Canaries In The Mine - Evidence of Chemical Effects On Kids Mounts

[By Joan Lowy, Scripps Howard News Service.] http://www.myinky.com/ecp/gleaner_news/article/0,1626,ECP_4476_2521106,00.ht

ml

At Massachusetts General Hospital in Boston, Dr. Martha Herbert is seeing younger and younger children who have been prescribed powerful drugs because their behavior is "so extreme."

One 4-year-old was treated with Risperdol, an antipsychotic drug usually prescribed to adult schizophrenics, because she tried to kill a sibling. "I've had several cases like that," said Herbert, a pediatric neurologist. "It's scary because this kind of thing hardly ever used to happen."
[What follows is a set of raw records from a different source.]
#[test]
fn plus_minus() {
    check(
        Builtin::IntMinus,
        |v| v.call(vec![CirValue::int(0), v.x.clone()]),
        expect![[r#"IntNegated(v0, v2, v3)"#]],
    );
    check(
        Builtin::IntMinus,
        |v| v.call(vec![v.x.clone(), CirValue::int(0)]),
        expect![[r#"v2(v0)"#]],
    );
    check(
        Builtin::LongMinus,
        |v| v.call(vec![v.x.clone(), CirValue::long(1)]),
        expect![[r#"irreducible"#]],
    );
    check(
        Builtin::LongPlus,
        |v| v.call(vec![CirValue::long(0), v.x.clone()]),
        expect![[r#"v2(v0)"#]],
    );
    check(
        Builtin::IntPlus,
        |v| v.call(vec![v.x.clone(), CirValue::int(0)]),
        expect![[r#"v2(v0)"#]],
    );
}

#[test]
fn division() {
    check(
        Builtin::IntDivided,
        |v| v.call(vec![v.x.clone(), CirValue::int(0)]),
        expect![[r#"CreateArithmeticException(v3, v3)"#]],
    );
    check(
        Builtin::IntDivided,
        |v| v.call(vec![v.x.clone(), CirValue::int(-1)]),
        expect![[r#"IntNegated(v0, v2, v3)"#]],
    );
    check(
        Builtin::IntDivided,
        |v| v.call(vec![v.x.clone(), CirValue::int(1)]),
        expect![[r#"v2(v0)"#]],
    );
    check(
        Builtin::IntDivided,
        |v| v.call(vec![CirValue::int(0), v.y.clone()]),
        expect![[r#"v2(0)"#]],
    );
    check(
        Builtin::IntDivided,
        |v| v.call(vec![v.x.clone(), CirValue::int(8)]),
        expect![[r#"irreducible"#]],
    );
    check(
        Builtin::LongDivided,
        |v| v.call(vec![CirValue::long(0), CirValue::long(0)]),
        expect![[r#"CreateArithmeticException(v3, v3)"#]],
    );

    check(
        Builtin::LongRemainder,
        |v| v.call(vec![v.x.clone(), CirValue::long(-1)]),
        expect![[r#"v2(0L)"#]],
    );
    check(
        Builtin::LongRemainder,
        |v| v.call(vec![v.x.clone(), CirValue::long(0)]),
        expect![[r#"CreateArithmeticException(v3, v3)"#]],
    );
    check(
        Builtin::LongRemainder,
        |v| v.call(vec![v.x.clone(), CirValue::long(8)]),
        expect![[r#"irreducible"#]],
    );
    check(
        Builtin::IntRemainder,
        |v| v.call(vec![CirValue::int(0), v.y.clone()]),
        expect![[r#"v2(0)"#]],
    );
}

#[test]
fn address_division() {
    check(
        Builtin::AddressDividedByAddress,
        |v| v.call(vec![v.x.clone(), CirValue::word(16)]),
        expect![[r#"AddressUnsignedShiftedRight(v0, 4, v2, v3)"#]],
    );
    check(
        Builtin::AddressDividedByAddress,
        |v| v.call(vec![v.x.clone(), CirValue::word(0)]),
        expect![[r#"CreateArithmeticException(v3, v3)"#]],
    );
    check(
        Builtin::AddressDividedByAddress,
        |v| v.call(vec![v.x.clone(), CirValue::word(1)]),
        expect![[r#"v2(v0)"#]],
    );
    check(
        Builtin::AddressDividedByAddress,
        |v| v.call(vec![v.x.clone(), CirValue::word(6)]),
        expect![[r#"irreducible"#]],
    );
    check(
        Builtin::AddressDividedByAddress,
        |v| v.call(vec![CirValue::word(0), v.y.clone()]),
        expect![[r#"v2(#0x0)"#]],
    );
    check(
        Builtin::AddressDividedByInt,
        |v| v.call(vec![v.x.clone(), CirValue::int(8)]),
        expect![[r#"AddressUnsignedShiftedRight(v0, 3, v2, v3)"#]],
    );
    check(
        Builtin::AddressDividedByInt,
        |v| v.call(vec![v.x.clone(), CirValue::int(i32::MIN)]),
        expect![[r#"AddressUnsignedShiftedRight(v0, 31, v2, v3)"#]],
    );
}

#[test]
fn address_remainder() {
    check(
        Builtin::AddressRemainderByAddress,
        |v| v.call(vec![v.x.clone(), CirValue::word(8)]),
        expect![[r#"AddressAnd(v0, #0x7, v2, v3)"#]],
    );
    check(
        Builtin::AddressRemainderByAddress,
        |v| v.call(vec![v.x.clone(), CirValue::word(1)]),
        expect![[r#"v2(#0x0)"#]],
    );
    check(
        Builtin::AddressRemainderByAddress,
        |v| v.call(vec![CirValue::word(0), v.y.clone()]),
        expect![[r#"v2(#0x0)"#]],
    );
    check(
        Builtin::AddressRemainderByInt,
        |v| v.call(vec![v.x.clone(), CirValue::int(8)]),
        expect![[r#"WordToInt(v0, cont[v5] { IntAnd(v5, 7, v2, v3) }, v3)"#]],
    );
    check(
        Builtin::AddressRemainderByInt,
        |v| v.call(vec![v.x.clone(), CirValue::int(1)]),
        expect![[r#"v2(0)"#]],
    );
    check(
        Builtin::AddressRemainderByInt,
        |v| v.call(vec![v.x.clone(), CirValue::int(0)]),
        expect![[r#"CreateArithmeticException(v3, v3)"#]],
    );
    check(
        Builtin::AddressRemainderByInt,
        |v| v.call(vec![CirValue::word(0), v.y.clone()]),
        expect![[r#"v2(0)"#]],
    );
}

#[test]
fn logic() {
    check(Builtin::IntAnd, |v| v.call(vec![v.x.clone(), v.x.clone()]), expect![[r#"v2(v0)"#]]);
    check(Builtin::LongOr, |v| v.call(vec![v.x.clone(), v.x.clone()]), expect![[r#"v2(v0)"#]]);
    check(Builtin::IntXor, |v| v.call(vec![v.x.clone(), v.x.clone()]), expect![[r#"v2(0)"#]]);
    check(Builtin::IntAnd, |v| v.call(vec![v.x.clone(), CirValue::int(0)]), expect![[r#"v2(0)"#]]);
    check(
        Builtin::IntAnd,
        |v| v.call(vec![CirValue::int(-1), v.x.clone()]),
        expect![[r#"v2(v0)"#]],
    );
    check(Builtin::IntOr, |v| v.call(vec![v.x.clone(), CirValue::int(0)]), expect![[r#"v2(v0)"#]]);
    check(Builtin::IntOr, |v| v.call(vec![v.x.clone(), CirValue::int(-1)]), expect![[r#"v2(-1)"#]]);
    check(Builtin::IntXor, |v| v.call(vec![CirValue::int(0), v.x.clone()]), expect![[r#"v2(v0)"#]]);
    check(
        Builtin::IntXor,
        |v| v.call(vec![v.x.clone(), CirValue::int(-1)]),
        expect![[r#"IntNot(v0, v2, v3)"#]],
    );
    check(
        Builtin::LongXor,
        |v| v.call(vec![CirValue::long(-1), v.x.clone()]),
        expect![[r#"LongNot(v0, v2, v3)"#]],
    );
    // the first operand decides
    check(
        Builtin::IntAnd,
        |v| v.call(vec![CirValue::int(0), CirValue::int(-1)]),
        expect![[r#"v2(0)"#]],
    );
    check(
        Builtin::IntAnd,
        |v| v.call(vec![v.x.clone(), CirValue::int(0xff)]),
        expect![[r#"irreducible"#]],
    );
}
Across the nation, evidence of a growing number of children diagnosed with attention, learning, behavioral and emotional disorders have perplexed doctors and researchers and worried teachers and parents.

The disturbing conclusion some experts are reaching is that a significant share of these conditions may be caused by environmental toxins that interfere with brain development in children beginning in the womb and which may be lowering the intelligence of the population at large.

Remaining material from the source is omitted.